# Abofalle Pornoseite Castingcouchdate.com



## ViiruzZ (4 Juni 2013)

Hallo Leute,
Ich habe vor ca fünf Wochen einen Download von der Seite Castingcouchdate.com bekommen.
Ich hab dies auf meinem Handy angeklickt um zusehen was das ist, da ich zu dieser Zeit noch nicht wusste was das ist.
es wurde direkt installiert. ich bin auf die app gegangen und direkt darauf bekam ich eine SMS, das Ich jetzt ein Abo abgeschlossen habe und jetzt pro Woche 8,43€ Zahlen muss.
Direkt darauf hin habe ich eine zweite SMS bekommen in der die Anmeldedaten waren.
Ich habe dies direkt alles wieder gelöscht.
Ich habe mich direkt am nächsten Tag informiert und darin stand das ich im Account den Vertrag kündigen kann.
Das dumme ist ich habe die anmelde daten nicht mehr.
Jetzt fünf wochen später ist die Rechnung ins Haus geflogen... Ich habe meinen Eltern ja aus Angst nichts gesagt.
Jetzt wurde schon über 50€ abgebucht.
Wir haben direkt bei unserem Anbieter angerufen und haben das sperren lassen.
Ich und meine Eltern haben uns informiert und im Vertrag stand eine Adresse, eine Email und eine Telefonnummer.
Die Telefonnummer ging nicht, die Email ging nicht da kam ein error zurück, und die Adresse ist wahrscheinlich dann auch ungültig.
Jetzt steht im Vertrag auch noch, das ich 16 sein muss da ich erst 15 bin, bin ich nicht Vertragsfähig.
Jetzt hab ich die frage ob ihr mir helfen könnt, denn ich und meine Eltern wissen nicht weiter.

mfg.
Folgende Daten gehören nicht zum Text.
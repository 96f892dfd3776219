//! Splits the recognizer's stdout into messages.
//!
//! The recognizer writes one JSON document per frame, separated by `\r\n`. Output is read
//! in bounded chunks; every chunk is trimmed and cut on any character of the cut set, and
//! each non-empty piece becomes one message. Text left after the last cut character of a
//! chunk is emitted as a message of its own before the next chunk is read.
//!
//! A multi-byte character cut off at the end of a read is held back and decoded with the
//! next chunk. Invalid UTF-8 is replaced with U+FFFD.

use std::collections::VecDeque;
use std::io;

use futures::Stream;
use tokio::io::{AsyncRead, AsyncReadExt};
use tracing::debug;

use crate::error::TokenizerError;

pub const DEFAULT_CUTSET: &[char] = &['\r', '\n'];
pub const DEFAULT_READ_BUFFER_SIZE: usize = 2048;

pub struct MessageReader<R> {
    source: R,
    cutset: Vec<char>,
    buffer: Vec<u8>,
    carry: Vec<u8>,
    pending: VecDeque<String>,
    finished: bool,
}

impl<R> MessageReader<R>
where
    R: AsyncRead + Unpin,
{
    pub fn new(source: R) -> Self {
        Self {
            source,
            cutset: DEFAULT_CUTSET.to_vec(),
            buffer: vec![0; DEFAULT_READ_BUFFER_SIZE],
            carry: Vec::new(),
            pending: VecDeque::new(),
            finished: false,
        }
    }

    pub fn with_cutset(mut self, cutset: &[char]) -> Self {
        self.cutset = cutset.to_vec();
        self
    }

    /// Size of a single read. A zero size is bumped to one byte.
    pub fn with_buffer_size(mut self, size: usize) -> Self {
        self.buffer = vec![0; size.max(1)];
        self
    }

    /// Return the next message, reading more output when nothing is queued.
    ///
    /// `Ok(None)` means the source closed. A read error is returned once, after which the
    /// reader is finished.
    pub async fn next_message(&mut self) -> Result<Option<String>, TokenizerError> {
        loop {
            if let Some(message) = self.pending.pop_front() {
                return Ok(Some(message));
            }
            if self.finished {
                return Ok(None);
            }

            let read = match self.source.read(&mut self.buffer).await {
                Ok(read) => read,
                Err(error) if error.kind() == io::ErrorKind::Interrupted => continue,
                Err(error) if error.kind() == io::ErrorKind::UnexpectedEof => 0,
                Err(error) => {
                    self.finished = true;
                    return Err(TokenizerError::Read(error));
                }
            };

            if read == 0 {
                debug!("recognizer output closed");
                self.finished = true;
                // a truncated character at the very end is still emitted
                let carry = std::mem::take(&mut self.carry);
                self.split_chunk(&String::from_utf8_lossy(&carry));
                continue;
            }

            let mut bytes = std::mem::take(&mut self.carry);
            bytes.extend_from_slice(&self.buffer[..read]);
            let complete = bytes.len() - incomplete_tail(&bytes);
            self.carry = bytes.split_off(complete);
            self.split_chunk(&String::from_utf8_lossy(&bytes));
        }
    }

    fn split_chunk(&mut self, chunk: &str) {
        let cutset = &self.cutset;
        let mut text = chunk.trim();

        while let Some(index) = text.find(|c: char| cutset.contains(&c)) {
            push_fragment(&mut self.pending, &text[..index]);

            let cut_len = text[index..].chars().next().map_or(1, char::len_utf8);
            text = &text[index + cut_len..];
        }

        push_fragment(&mut self.pending, text);
    }

    /// Expose the reader as a stream of messages. The stream ends when the source closes,
    /// or right after yielding a read error.
    pub fn into_stream(self) -> impl Stream<Item = Result<String, TokenizerError>> {
        futures::stream::unfold(Some(self), |reader| async move {
            let mut reader = reader?;
            match reader.next_message().await {
                Ok(Some(message)) => Some((Ok(message), Some(reader))),
                Ok(None) => None,
                Err(error) => Some((Err(error), None)),
            }
        })
    }
}

/// Number of trailing bytes that start a UTF-8 sequence the chunk does not finish.
fn incomplete_tail(bytes: &[u8]) -> usize {
    for back in 1..=bytes.len().min(3) {
        let byte = bytes[bytes.len() - back];
        if byte & 0xC0 == 0x80 {
            continue;
        }
        let width = match byte {
            0xC0..=0xDF => 2,
            0xE0..=0xEF => 3,
            0xF0..=0xF7 => 4,
            _ => 0,
        };
        return if width > back { back } else { 0 };
    }
    0
}

fn push_fragment(pending: &mut VecDeque<String>, fragment: &str) {
    let fragment = fragment.trim();
    if !fragment.is_empty() {
        pending.push_back(fragment.to_owned());
    }
}

#[cfg(test)]
mod tests {
    use super::*;
    use futures::StreamExt;
    use tokio_test::io::Builder;

    async fn collect<R: AsyncRead + Unpin>(mut reader: MessageReader<R>) -> Vec<String> {
        let mut messages = Vec::new();
        while let Some(message) = reader.next_message().await.unwrap() {
            messages.push(message);
        }
        messages
    }

    #[tokio::test]
    async fn splits_on_crlf() {
        let source = Builder::new().read(b"{\"a\":1}\r\n{\"b\":2}\r\n").build();

        let messages = collect(MessageReader::new(source)).await;

        assert_eq!(messages, vec!["{\"a\":1}", "{\"b\":2}"]);
    }

    #[tokio::test]
    async fn emits_residual_text_per_chunk() {
        let source = Builder::new()
            .read(b"first\r\nsec")
            .read(b"ond\r\nthird")
            .build();

        let messages = collect(MessageReader::new(source)).await;

        assert_eq!(messages, vec!["first", "sec", "ond", "third"]);
    }

    #[tokio::test]
    async fn trailing_cut_character_emits_nothing_more() {
        let source = Builder::new().read(b"only\n").build();

        let messages = collect(MessageReader::new(source)).await;

        assert_eq!(messages, vec!["only"]);
    }

    #[tokio::test]
    async fn skips_empty_fragments() {
        let source = Builder::new().read(b"  \r\n\r\none\r\r\ntwo  \n").build();

        let messages = collect(MessageReader::new(source)).await;

        assert_eq!(messages, vec!["one", "two"]);
    }

    #[tokio::test]
    async fn custom_cutset() {
        let source = Builder::new().read(b"a;b|c\nd").build();

        let messages = collect(MessageReader::new(source).with_cutset(&[';', '|'])).await;

        assert_eq!(messages, vec!["a", "b", "c\nd"]);
    }

    #[tokio::test]
    async fn buffer_size_bounds_each_read() {
        let source = Builder::new().read(b"abcdef\n").build();

        let messages = collect(MessageReader::new(source).with_buffer_size(4)).await;

        assert_eq!(messages, vec!["abcd", "ef"]);
    }

    #[tokio::test]
    async fn character_split_across_reads() {
        let source = Builder::new()
            .read(&[b'a', 0xC3])
            .read(&[0xA9, b'\n'])
            .build();

        let messages = collect(MessageReader::new(source)).await;

        assert_eq!(messages, vec!["a", "é"]);
    }

    #[tokio::test]
    async fn single_byte_reads_keep_characters_whole() {
        let source = Builder::new().read("€1,5 é\n".as_bytes()).build();

        let messages = collect(MessageReader::new(source).with_buffer_size(1)).await;

        assert_eq!(messages, vec!["€", "1", ",", "5", "é"]);
    }

    #[tokio::test]
    async fn truncated_character_at_end_is_replaced() {
        let source = Builder::new().read(&[b'x', 0xE2, 0x82]).build();

        let messages = collect(MessageReader::new(source)).await;

        assert_eq!(messages, vec!["x", "\u{FFFD}"]);
    }

    #[test]
    fn incomplete_tail_lengths() {
        assert_eq!(incomplete_tail(b"abc"), 0);
        assert_eq!(incomplete_tail("é".as_bytes()), 0);
        assert_eq!(incomplete_tail(&[b'a', 0xC3]), 1);
        assert_eq!(incomplete_tail(&[0xF0, 0x9F, 0x98]), 3);
        assert_eq!(incomplete_tail(&[0x80, 0x80, 0x80]), 0);
    }

    #[tokio::test]
    async fn empty_source_ends_immediately() {
        let source = Builder::new().build();
        let mut reader = MessageReader::new(source);

        assert!(reader.next_message().await.unwrap().is_none());
        assert!(reader.next_message().await.unwrap().is_none());
    }

    #[tokio::test]
    async fn read_error_is_fatal() {
        let source = Builder::new()
            .read(b"before\n")
            .read_error(io::Error::new(io::ErrorKind::BrokenPipe, "gone"))
            .build();
        let mut reader = MessageReader::new(source);

        let message = reader.next_message().await.unwrap();
        assert_eq!(message.as_deref(), Some("before"));
        assert!(matches!(
            reader.next_message().await,
            Err(TokenizerError::Read(_))
        ));
        assert!(reader.next_message().await.unwrap().is_none());
    }

    #[tokio::test]
    async fn stream_ends_after_error() {
        let source = Builder::new()
            .read(b"one\ntwo\n")
            .read_error(io::Error::new(io::ErrorKind::Other, "boom"))
            .build();

        let items: Vec<_> = MessageReader::new(source).into_stream().collect().await;

        assert_eq!(items.len(), 3);
        assert_eq!(items[0].as_ref().unwrap(), "one");
        assert_eq!(items[1].as_ref().unwrap(), "two");
        assert!(items[2].is_err());
    }
}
ViiruzZ


----------



## Sgt. Pepper (4 Juni 2013)

Ihr solltet euch mal den Bericht über die Drittanbietersperre zu Gemüte führen und entsprechend handeln.
Die bereits abgezockten Kosten müsstet ihr beim Provider zurückfordern.


----------



## Reducal (4 Juni 2013)

ViiruzZ schrieb:


> Castingcouchdate.com
> 
> 
> > *Betreiber dieser Website*
> ...


 
Siehe auch mal hier: 





Teleton schrieb:


> In Deinem Fall sind ja noch deliktische Einwendungen aus dem Grundverhältnis möglich. Die können seit ein paar Jahren auch der kassierenden Telefongesellschaft entgegengehalten werden. Die werden zwar behaupten "hier zahlen, meckern beim Dienstanbieter" darauf muß man sich aber nicht einlassen.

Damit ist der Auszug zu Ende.